Índice de solidez do capital sobe de 11 para 15,6%. Os empréstimos inadimplentes líquidos são reduzidos
No que diz respeito aos rácios de capital, em 31 de dezembro de 2022 o Common Equity Tier 1 Ratio faseado subiu para 16,6% (face a 12,5% no final de 2021 e 10,0% em 30 de setembro de 2022), o Common Fully Loaded Equity Tier 1 Ratio em 15,6% (face a 11,0% no final de 2021 e 9,0% em 30 de setembro de 2022) e o Phased-in Total Capital Ratio atinge 20,5% (face a 16,1% no final de 2021 e 13,9 % em 30 de setembro de 2022). “O índice Cet1 em 15,6%”, explicou Lavando, “não é apenas o resultado do aumento de capital, mas demonstra a capacidade de geração de capital do banco. É o resultado de uma abordagem muito rígida e disciplinada. Manteremos essa capacidade durante toda a vida do plano”.
O instituto sienense também melhorou a qualidade de seus ativos, graças à redução de 20% para 3,3 bilhões de euros do estoque de empréstimos prejudicados, como resultado da “alienação de uma carteira de 0,9 mil milhões de euros” e da “continuação da gestão pró-ativa de posições”. Isso permitiu que a inadimplência bruta caísse de 4,9 para 4,2% durante o ano e a imparidade líquida caísse de 2,6 para 2,2%. O rácio entre o custo do crédito a clientes e o somatório do crédito a clientes e o valor dos títulos resultantes da venda/titularização de crédito vencido expressa uma taxa de provisionamento de 55 pontos base.
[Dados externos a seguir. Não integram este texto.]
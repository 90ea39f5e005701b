//! Inference Orchestrator
//!
//! Latent → Degradation → Fusion → Anomaly → Derived metrics, in that order,
//! once per request. Any stage error aborts the run with that error.

use std::collections::BTreeMap;
use std::sync::Arc;

use serde::{Deserialize, Serialize};

use super::anomaly::{AnomalyClassifier, AnomalyVerdict, RiskLabel};
use super::degradation::DegradationStage;
use super::fusion::{DegradationEstimate, PhysicsFusionEngine};
use super::latent::LatentFeatureStage;
use crate::constants::CALCULATION_NOTE;
use crate::error::SohResult;
use crate::logic::config::PipelineConfig;
use crate::logic::features::{LatentFeatureVector, VehicleInput};
use crate::logic::metrics::{
    DerivedMetricsCalculator, MaterialComposition, ValuationContext, ValuationResult,
};
use crate::logic::model::{LoadedThreshold, ModelBundle};

// ============================================================================
// DATA STRUCTURES
// ============================================================================

#[derive(Debug, Clone, PartialEq, Serialize, Deserialize)]
pub struct PredictionRequest {
    pub input: VehicleInput,
    pub valuation: ValuationContext,
}

/// Everything one run produced
#[derive(Debug, Clone, PartialEq, Serialize, Deserialize)]
pub struct PipelineOutcome {
    pub input: VehicleInput,
    pub latent: LatentFeatureVector,
    pub estimate: DegradationEstimate,
    pub verdict: AnomalyVerdict,
    pub valuation: ValuationResult,
}

/// Response payload
#[derive(Debug, Clone, PartialEq, Serialize, Deserialize)]
pub struct PredictionReport {
    pub predicted_soh: f64,
    pub degradation_rate: f64,
    pub estimated_soc: f64,
    pub latent_features: BTreeMap<String, f64>,
    pub anomaly_warning: bool,
    pub anomaly_threshold: f64,
    pub resale_value_usd: f64,
    pub material_composition: MaterialComposition,
    pub risk_rating: RiskLabel,
    pub calculation_note: String,
}

fn round_to(value: f64, decimals: i32) -> f64 {
    let factor = 10f64.powi(decimals);
    (value * factor).round() / factor
}

impl PipelineOutcome {
    /// `anomaly_threshold` is the loaded threshold, whatever cutoff was served
    pub fn report(&self, threshold: &LoadedThreshold) -> PredictionReport {
        PredictionReport {
            predicted_soh: self.estimate.predicted_soh,
            degradation_rate: self.estimate.final_degradation,
            estimated_soc: round_to(self.valuation.estimated_soc, 1),
            latent_features: self.latent.named(),
            anomaly_warning: self.verdict.is_anomaly,
            anomaly_threshold: threshold.value,
            resale_value_usd: round_to(self.valuation.resale_value_usd, 2),
            material_composition: self.valuation.material_composition.clone(),
            risk_rating: self.verdict.risk_label,
            calculation_note: CALCULATION_NOTE.to_string(),
        }
    }
}

// ============================================================================
// ORCHESTRATOR
// ============================================================================

/// Shared, read-only after construction
#[derive(Debug, Clone)]
pub struct InferenceOrchestrator {
    bundle: Arc<ModelBundle>,
    threshold: LoadedThreshold,
    cutoff: f64,
    config: Arc<PipelineConfig>,
}

impl InferenceOrchestrator {
    pub fn new(bundle: Arc<ModelBundle>, threshold: LoadedThreshold, config: Arc<PipelineConfig>) -> Self {
        let threshold = config.anomaly.effective_threshold(&threshold);
        let cutoff = config.anomaly.resolve_cutoff(&threshold);

        log::info!(
            "Orchestrator ready: threshold={:.4} ({:?}), serving cutoff={:.4}, models complete={}",
            threshold.value,
            threshold.source,
            cutoff,
            bundle.is_complete()
        );

        Self { bundle, threshold, cutoff, config }
    }

    pub fn bundle(&self) -> &ModelBundle {
        &self.bundle
    }

    pub fn threshold(&self) -> LoadedThreshold {
        self.threshold
    }

    pub fn cutoff(&self) -> f64 {
        self.cutoff
    }

    pub fn config(&self) -> &PipelineConfig {
        &self.config
    }

    pub fn run(&self, request: &PredictionRequest) -> SohResult<PipelineOutcome> {
        let input = &request.input;

        let latent = LatentFeatureStage::new(&self.bundle).predict_latent(input)?;
        let raw = DegradationStage::new(&self.bundle).predict_degradation(input, latent)?;
        let estimate = PhysicsFusionEngine::new(&self.config.fusion).fuse(raw, input, &latent)?;
        log::debug!("Fusion: {:?}", estimate);

        let verdict = AnomalyClassifier::classify(estimate.final_degradation, self.cutoff);

        let valuation = DerivedMetricsCalculator {
            soc: &self.config.soc,
            resale: &self.config.resale,
            materials: &self.config.materials,
        }
        .calculate(input, estimate.predicted_soh, &request.valuation);

        log::info!(
            "[{}] raw={:.2} physics={:.2} final={:.2} soh={:.2} -> {}",
            input.battery_type,
            estimate.raw_model_degradation,
            estimate.physics_degradation,
            estimate.final_degradation,
            estimate.predicted_soh,
            verdict.risk_label
        );

        Ok(PipelineOutcome {
            input: input.clone(),
            latent,
            estimate,
            verdict,
            valuation,
        })
    }

    /// Run and shape the response
    pub fn predict(&self, request: &PredictionRequest) -> SohResult<PredictionReport> {
        Ok(self.run(request)?.report(&self.threshold))
    }
}
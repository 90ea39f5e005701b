//! HTTP handlers

pub mod health;
pub mod model;
pub mod predict;
pub mod vehicles;
//! Pipeline Module - Per-request inference cascade
//!
//! Chạy tuần tự, không có state dùng chung nào bị thay đổi trong request.

pub mod anomaly;
pub mod degradation;
pub mod fusion;
pub mod latent;
pub mod orchestrator;

#[cfg(test)]
mod tests;

// Re-export common types
pub use anomaly::{AnomalyClassifier, AnomalyConfig, AnomalyVerdict, RiskLabel};
pub use degradation::DegradationStage;
pub use fusion::{DegradationEstimate, FusionConfig, PhysicsFusionEngine};
pub use latent::LatentFeatureStage;
pub use orchestrator::{InferenceOrchestrator, PipelineOutcome, PredictionReport, PredictionRequest};
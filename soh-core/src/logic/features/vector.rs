//! Feature Vectors - Typed estimator inputs
//!
//! Estimators never see a dynamic map. A `FeatureRow` can only be produced
//! from `Stage1Features` or `Stage2Features`, whose `numeric()` methods fix the
//! column order at compile time against `layout.rs`.

use std::collections::BTreeMap;

use serde::{Deserialize, Serialize};

use super::layout::{FeatureLayout, STAGE1_NUMERIC_COUNT, STAGE2_NUMERIC_COUNT};

// ============================================================================
// REQUEST INPUT
// ============================================================================

/// Raw, user-observable inputs for one prediction
#[derive(Debug, Clone, PartialEq, Serialize, Deserialize)]
pub struct VehicleInput {
    pub battery_type: String,
    pub total_distance_km: f64,
    pub charging_time_min: f64,
}

impl VehicleInput {
    pub fn new(battery_type: impl Into<String>, total_distance_km: f64, charging_time_min: f64) -> Self {
        Self {
            battery_type: battery_type.into(),
            total_distance_km,
            charging_time_min,
        }
    }

    pub fn stage1(&self) -> Stage1Features<'_> {
        Stage1Features {
            battery_type: &self.battery_type,
            total_dist_km: self.total_distance_km,
            charging_time_min: self.charging_time_min,
        }
    }

    pub fn stage2(&self, latent: LatentFeatureVector) -> Stage2Features<'_> {
        Stage2Features {
            base: self.stage1(),
            latent,
        }
    }
}

// ============================================================================
// LATENT FEATURES
// ============================================================================

/// Stage 1 output: quantities the owner cannot observe directly
#[derive(Debug, Clone, Copy, PartialEq, Serialize, Deserialize)]
pub struct LatentFeatureVector {
    pub predicted_charging_cycles: f64,
    pub predicted_efficiency: f64,
    pub predicted_battery_temp: f64,
}

impl LatentFeatureVector {
    /// Report names, in stage order
    pub const NAMES: [&'static str; 3] = ["pred_charging_cycles", "pred_efficiency", "pred_battery_temp"];

    pub fn as_array(&self) -> [f64; 3] {
        [
            self.predicted_charging_cycles,
            self.predicted_efficiency,
            self.predicted_battery_temp,
        ]
    }

    /// Named map for the response payload
    pub fn named(&self) -> BTreeMap<String, f64> {
        Self::NAMES
            .iter()
            .zip(self.as_array())
            .map(|(name, value)| (name.to_string(), value))
            .collect()
    }
}

// ============================================================================
// TYPED STAGE INPUTS
// ============================================================================

/// Shapes a typed feature struct into an estimator row
pub trait FeatureSet {
    const LAYOUT: FeatureLayout;

    fn to_row(&self) -> FeatureRow;
}

/// Stage 1 columns: battery_type | total_dist_km, charging_time_min
#[derive(Debug, Clone, Copy, PartialEq)]
pub struct Stage1Features<'a> {
    pub battery_type: &'a str,
    pub total_dist_km: f64,
    pub charging_time_min: f64,
}

impl Stage1Features<'_> {
    pub fn numeric(&self) -> [f64; STAGE1_NUMERIC_COUNT] {
        [self.total_dist_km, self.charging_time_min]
    }
}

impl FeatureSet for Stage1Features<'_> {
    const LAYOUT: FeatureLayout = FeatureLayout::Stage1;

    fn to_row(&self) -> FeatureRow {
        FeatureRow {
            layout: Self::LAYOUT,
            battery_type: self.battery_type.to_string(),
            values: self.numeric().to_vec(),
        }
    }
}

/// Stage 2 columns: Stage 1 columns followed by the latent vector
#[derive(Debug, Clone, Copy, PartialEq)]
pub struct Stage2Features<'a> {
    pub base: Stage1Features<'a>,
    pub latent: LatentFeatureVector,
}

impl Stage2Features<'_> {
    pub fn numeric(&self) -> [f64; STAGE2_NUMERIC_COUNT] {
        [
            self.base.total_dist_km,
            self.base.charging_time_min,
            self.latent.predicted_charging_cycles,
            self.latent.predicted_efficiency,
            self.latent.predicted_battery_temp,
        ]
    }
}

impl FeatureSet for Stage2Features<'_> {
    const LAYOUT: FeatureLayout = FeatureLayout::Stage2;

    fn to_row(&self) -> FeatureRow {
        FeatureRow {
            layout: Self::LAYOUT,
            battery_type: self.base.battery_type.to_string(),
            values: self.numeric().to_vec(),
        }
    }
}

// ============================================================================
// FEATURE ROW
// ============================================================================

/// Layout-tagged estimator input
///
/// Fields are private: the only constructors are the `FeatureSet` impls above.
#[derive(Debug, Clone, PartialEq, Serialize)]
pub struct FeatureRow {
    layout: FeatureLayout,
    battery_type: String,
    values: Vec<f64>,
}

impl FeatureRow {
    pub fn layout(&self) -> FeatureLayout {
        self.layout
    }

    pub fn battery_type(&self) -> &str {
        &self.battery_type
    }

    /// Numeric values in layout order
    pub fn values(&self) -> &[f64] {
        &self.values
    }

    pub fn get_by_name(&self, name: &str) -> Option<f64> {
        self.layout
            .numeric_index(name)
            .and_then(|i| self.values.get(i).copied())
    }

    /// Convert to JSON-serializable format for logging
    pub fn to_log_entry(&self) -> serde_json::Value {
        serde_json::json!({
            "layout": self.layout,
            "layout_hash": self.layout.hash(),
            "battery_type": self.battery_type,
            "named_values": self.layout.numeric_names().iter()
                .zip(self.values.iter())
                .map(|(name, value)| (name.to_string(), *value))
                .collect::<BTreeMap<_, _>>(),
        })
    }
}

// ============================================================================
// TESTS
// ============================================================================
//! Estimator capability
//!
//! The pipeline depends only on this trait: one typed row in, one scalar out.
//! How the estimator was fit (forest, boosting, linear) is not its concern.

use std::fmt::Debug;

use serde::{Deserialize, Serialize};

use crate::error::{SohError, SohResult};
use crate::logic::features::{FeatureLayout, FeatureRow};

/// Serialized estimator formats understood by the loader
#[derive(Debug, Clone, Copy, PartialEq, Eq, Serialize, Deserialize)]
#[serde(rename_all = "snake_case")]
pub enum EstimatorKind {
    /// Standardised linear model with one-hot chemistry offsets (JSON)
    Linear,
    /// Any regressor exported to ONNX
    Onnx,
}

/// Trait for trained regressors (linear JSON, ONNX, ...)
pub trait Estimator: Debug + Send + Sync {
    fn name(&self) -> &str;

    fn kind(&self) -> EstimatorKind;

    /// Layout this estimator was fit against
    fn layout(&self) -> FeatureLayout;

    fn predict(&self, row: &FeatureRow) -> SohResult<f64>;
}

/// Refuse rows shaped for another stage
pub(crate) fn ensure_layout(estimator: &dyn Estimator, row: &FeatureRow) -> SohResult<()> {
    if row.layout() != estimator.layout() {
        return Err(SohError::internal(
            "estimator",
            format!(
                "{} expects {:?} rows, got {:?}",
                estimator.name(),
                estimator.layout(),
                row.layout()
            ),
        ));
    }
    Ok(())
}
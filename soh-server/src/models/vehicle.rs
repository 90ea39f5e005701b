//! Vehicle registry model

use chrono::NaiveDate;
use serde::{Deserialize, Serialize};
use sqlx::{FromRow, SqlitePool};
use validator::Validate;

use ev_soh_core::ValuationContext;

#[derive(Debug, Clone, PartialEq, Serialize, Deserialize, FromRow)]
pub struct Vehicle {
    pub user_id: String,
    pub vehicle_id: String,
    pub battery_type: String,
    pub buying_price: f64,
    pub buying_date: NaiveDate,
    pub manufacture_date: Option<NaiveDate>,
}

/// Body of both register and update
#[derive(Debug, Clone, Deserialize, Validate)]
pub struct VehicleRegister {
    #[validate(length(min = 1, message = "user_id is required"))]
    pub user_id: String,
    #[validate(length(min = 1, message = "vehicle_id is required"))]
    pub vehicle_id: String,
    #[validate(length(min = 1, message = "battery_type is required"))]
    pub battery_type: String,
    #[validate(range(min = 0.0, message = "buying_price must be >= 0"))]
    pub buying_price: f64,
    pub buying_date: NaiveDate,
    #[serde(default)]
    pub manufacture_date: Option<NaiveDate>,
}

#[derive(Debug, Serialize, Deserialize)]
pub struct VehicleList {
    pub vehicles: Vec<Vehicle>,
}

impl Vehicle {
    /// Purchase facts for resale valuation as of `today`
    pub fn valuation(&self, today: NaiveDate) -> ValuationContext {
        ValuationContext {
            buying_price: self.buying_price,
            buying_date: self.buying_date,
            today,
        }
    }

    /// Insert unless (user_id, vehicle_id) exists. Returns false for a duplicate.
    pub async fn register(pool: &SqlitePool, data: &VehicleRegister) -> Result<bool, sqlx::Error> {
        let result = sqlx::query(
            r#"
            INSERT INTO vehicles (user_id, vehicle_id, battery_type, buying_price, buying_date, manufacture_date)
            VALUES (?1, ?2, ?3, ?4, ?5, ?6)
            ON CONFLICT (user_id, vehicle_id) DO NOTHING
            "#
        )
        .bind(&data.user_id)
        .bind(&data.vehicle_id)
        .bind(&data.battery_type)
        .bind(data.buying_price)
        .bind(data.buying_date)
        .bind(data.manufacture_date)
        .execute(pool)
        .await?;
        Ok(result.rows_affected() > 0)
    }

    /// Returns false when the vehicle is not registered. An omitted
    /// `manufacture_date` keeps the stored one.
    pub async fn update(pool: &SqlitePool, data: &VehicleRegister) -> Result<bool, sqlx::Error> {
        let result = sqlx::query(
            r#"
            UPDATE vehicles
            SET battery_type = ?3,
                buying_price = ?4,
                buying_date = ?5,
                manufacture_date = COALESCE(?6, manufacture_date),
                updated_at = CURRENT_TIMESTAMP
            WHERE user_id = ?1 AND vehicle_id = ?2
            "#
        )
        .bind(&data.user_id)
        .bind(&data.vehicle_id)
        .bind(&data.battery_type)
        .bind(data.buying_price)
        .bind(data.buying_date)
        .bind(data.manufacture_date)
        .execute(pool)
        .await?;
        Ok(result.rows_affected() > 0)
    }

    pub async fn find(pool: &SqlitePool, user_id: &str, vehicle_id: &str) -> Result<Option<Self>, sqlx::Error> {
        sqlx::query_as::<_, Vehicle>(
            r#"
            SELECT user_id, vehicle_id, battery_type, buying_price, buying_date, manufacture_date
            FROM vehicles
            WHERE user_id = ?1 AND vehicle_id = ?2
            "#
        )
        .bind(user_id)
        .bind(vehicle_id)
        .fetch_optional(pool)
        .await
    }

    pub async fn list_by_user(pool: &SqlitePool, user_id: &str) -> Result<Vec<Self>, sqlx::Error> {
        sqlx::query_as::<_, Vehicle>(
            r#"
            SELECT user_id, vehicle_id, battery_type, buying_price, buying_date, manufacture_date
            FROM vehicles
            WHERE user_id = ?1
            ORDER BY created_at, vehicle_id
            "#
        )
        .bind(user_id)
        .fetch_all(pool)
        .await
    }
}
Até junho a fusão das subsidiárias Capital Service e Leasing
O banco especifica que a fusão por incorporação da MPS Capital Services e da MPS Leasing na controladora será concluída no primeiro semestre de 2023. O banco on-line controlado, Widiba, continua crescendo (+21% de receita anual).
Banca Mps registrou volumes de coleta direta para 82 bilhões, uma queda de 8,3 bilhões também devido às operações mais baixas da Mps Capital Services.
No final do ano, a posição interbancária líquida do grupo situou-se em 7 biliões (8,4 biliões em setembro de 22) e a queda está ligada ao vencimento em dezembro de uma tranche de 4 biliões de Tltro e ao reembolso antecipado simultâneo de mais 6 biliões decididos pelo banco com a tranche obtida no leilão de junho de 2020; estes reembolsos conduziram a uma diminuição das contas à ordem e depósitos à ordem em bancos centrais (-5,1 mil milhões de euros) e dos empréstimos a receber de bancos centrais (-3,8 mil milhões de euros). A exposição residual aos financiamentos do BCE obtidos nos leilões dos Tltro é igual a 19,5 mil milhões.